Café Sibylle – Fashion and Everyday Life in the GDR

On Berlin's Karl-Marx-Allee, the socialist boulevard, the GDR once built its palaces for the workers in the style of Stalinist sugar-coated architecture. At that time, the coffee house located in the neighbourhood bore the name "Café Sibylle" – a direct allusion to the popular women's magazine of the same name, Sibylle, whose editors and models regularly met there and even held fashion shows. 

Sibylle, the magazine for fashion and culture, first appeared in 1956 and was the leading fashion magazine in the GDR for over three decades. It was published by the Berlin Fashion Institute and was even considered as "East Vogue". Some of the best female photographers in East Germany worked for the magazine, including Ute Mahler, Sibylle Bergemann and Evelyn Richter, while Gundula Schulze Eldowy focused on people in their everyday lives in the Berlin environment. 

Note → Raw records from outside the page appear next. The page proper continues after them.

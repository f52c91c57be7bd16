//! namechain CLI
//!
//! Offline tooling over the name and message codecs, token ids, registrar
//! commitments and the price curve.
//!
//! Usage:
//!   namechain encode-name test.eth
//!   namechain decode-message 0x01...
//!   namechain quote --config pricing.json --label alice --duration 31536000

use std::path::PathBuf;

use anyhow::{bail, Context, Result};
use clap::{Parser, Subcommand};
use namechain_core::message::get_message_type;
use namechain_core::name::{self, canonical_id, generation_of, label_to_token_id};
use namechain_core::{convert_decimals, load_json_config, Address, BridgeMessage, PriceCurve, PricingConfig, B256};
use namechain_registry::Registrar;
use tracing_subscriber::EnvFilter;

#[derive(Parser, Debug)]
#[command(name = "namechain")]
#[command(about = "Name codec, bridge message and pricing tools")]
struct Args {
    #[command(subcommand)]
    command: Command,
}

#[derive(Subcommand, Debug)]
enum Command {
    /// Encode a dotted name to DNS wire format
    EncodeName { name: String },

    /// Decode a hex DNS wire-format name
    DecodeName { hex: String },

    /// Token id of a label at a generation
    TokenId {
        label: String,
        #[arg(long, default_value_t = 0)]
        generation: u32,
    },

    /// ENS namehash of a dotted name
    Namehash { name: String },

    /// Read the type tag of a hex bridge message
    MessageType { hex: String },

    /// Decode a hex bridge message to JSON
    DecodeMessage { hex: String },

    /// Registrar commitment for a registration
    Commitment {
        #[arg(long)]
        label: String,
        #[arg(long)]
        owner: Address,
        /// Random if omitted
        #[arg(long)]
        secret: Option<B256>,
        #[arg(long, default_value_t = Address::ZERO)]
        subregistry: Address,
        #[arg(long, default_value_t = Address::ZERO)]
        resolver: Address,
        #[arg(long)]
        duration: u64,
    },

    /// Price quote from a pricing config
    Quote {
        /// Pricing config (JSON)
        #[arg(long)]
        config: PathBuf,
        #[arg(long)]
        label: String,
        #[arg(long)]
        duration: u64,
        /// Current expiry of the name, 0 if never registered
        #[arg(long, default_value_t = 0)]
        expiry: u64,
        /// Quote time, defaults to the system clock
        #[arg(long)]
        now: Option<u64>,
        /// Also convert the total to a token with these decimals
        #[arg(long)]
        decimals: Option<u8>,
    },
}

fn parse_hex(input: &str) -> Result<Vec<u8>> {
    let trimmed = input.strip_prefix("0x").unwrap_or(input);
    hex::decode(trimmed).with_context(|| format!("invalid hex: {}", input))
}

fn unix_now() -> Result<u64> {
    Ok(std::time::SystemTime::now()
        .duration_since(std::time::UNIX_EPOCH)
        .context("system clock before unix epoch")?
        .as_secs())
}

fn main() -> Result<()> {
    tracing_subscriber::fmt()
        .with_env_filter(
            EnvFilter::try_from_default_env().unwrap_or_else(|_| "namechain=info".into()),
        )
        .with_writer(std::io::stderr)
        .init();

    let args = Args::parse();

    match args.command {
        Command::EncodeName { name: dotted } => {
            let labels = name::parse_dotted(&dotted)?;
            let encoded = name::encode(&labels)?;
            println!("0x{}", hex::encode(encoded));
        }
        Command::DecodeName { hex } => {
            let labels = name::decode(&parse_hex(&hex)?)?;
            println!("{}", name::to_dotted(&labels));
        }
        Command::TokenId { label, generation } => {
            name::validate_label(&label)?;
            let token_id = label_to_token_id(&label, generation);
            println!("token_id:     {:#x}", token_id);
            println!("canonical_id: {:#x}", canonical_id(token_id));
            println!("generation:   {}", generation_of(token_id));
        }
        Command::Namehash { name: dotted } => {
            let labels = name::parse_dotted(&dotted)?;
            println!("{}", name::namehash(&labels));
        }
        Command::MessageType { hex } => {
            let message_type = get_message_type(&parse_hex(&hex)?)?;
            println!("{}", message_type);
        }
        Command::DecodeMessage { hex } => {
            let message = BridgeMessage::decode(&parse_hex(&hex)?)?;
            tracing::debug!(message_type = %message.message_type(), "Decoded message");
            println!("{}", serde_json::to_string_pretty(&message)?);
        }
        Command::Commitment {
            label,
            owner,
            secret,
            subregistry,
            resolver,
            duration,
        } => {
            name::validate_label(&label)?;
            let secret = secret.unwrap_or_else(|| B256::from(rand::random::<[u8; 32]>()));
            let commitment =
                Registrar::make_commitment(&label, owner, secret, subregistry, resolver, duration);
            println!("secret:     {}", secret);
            println!("commitment: {}", commitment);
        }
        Command::Quote {
            config,
            label,
            duration,
            expiry,
            now,
            decimals,
        } => {
            let pricing: PricingConfig = load_json_config(&config)?;
            let price_decimals = pricing.price_decimals;
            let curve = PriceCurve::new(pricing)?;
            let now = match now {
                Some(now) => now,
                None => unix_now()?,
            };
            if duration == 0 {
                bail!("duration must be non-zero");
            }

            let quote = curve.price(&label, expiry, duration, now)?;
            let total = quote.total()?;
            tracing::info!(label = %label, duration, expiry, now, "Quoted");

            let mut output = serde_json::json!({
                "label": label,
                "base": quote.base.to_string(),
                "premium": quote.premium.to_string(),
                "total": total.to_string(),
                "price_decimals": price_decimals,
            });
            if let Some(decimals) = decimals {
                let amount = convert_decimals(total, price_decimals, decimals)?;
                output["token_amount"] = serde_json::Value::String(amount.to_string());
                output["token_decimals"] = serde_json::Value::from(decimals);
            }
            println!("{}", serde_json::to_string_pretty(&output)?);
        }
    }

    Ok(())
}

The works of these four photographers reflect both the social and economic sensitivities of the GDR and the desires and longings of its citizens. They are pictures full of atmosphere, with extraordinary pictorial ideas and masterful compositions. They sometimes show self-confident, professional, emancipated women – an image of women far removed from old clichés.

The works presented all come from the F.C. Gundlach Collection and are largely on permanent loan to the House of Photography in the Deichtorhallen Hamburg.

Curators: Dr. Gerald A. Matt and Sebastian Lux (F.C. Gundlach Foundation/Hamburg)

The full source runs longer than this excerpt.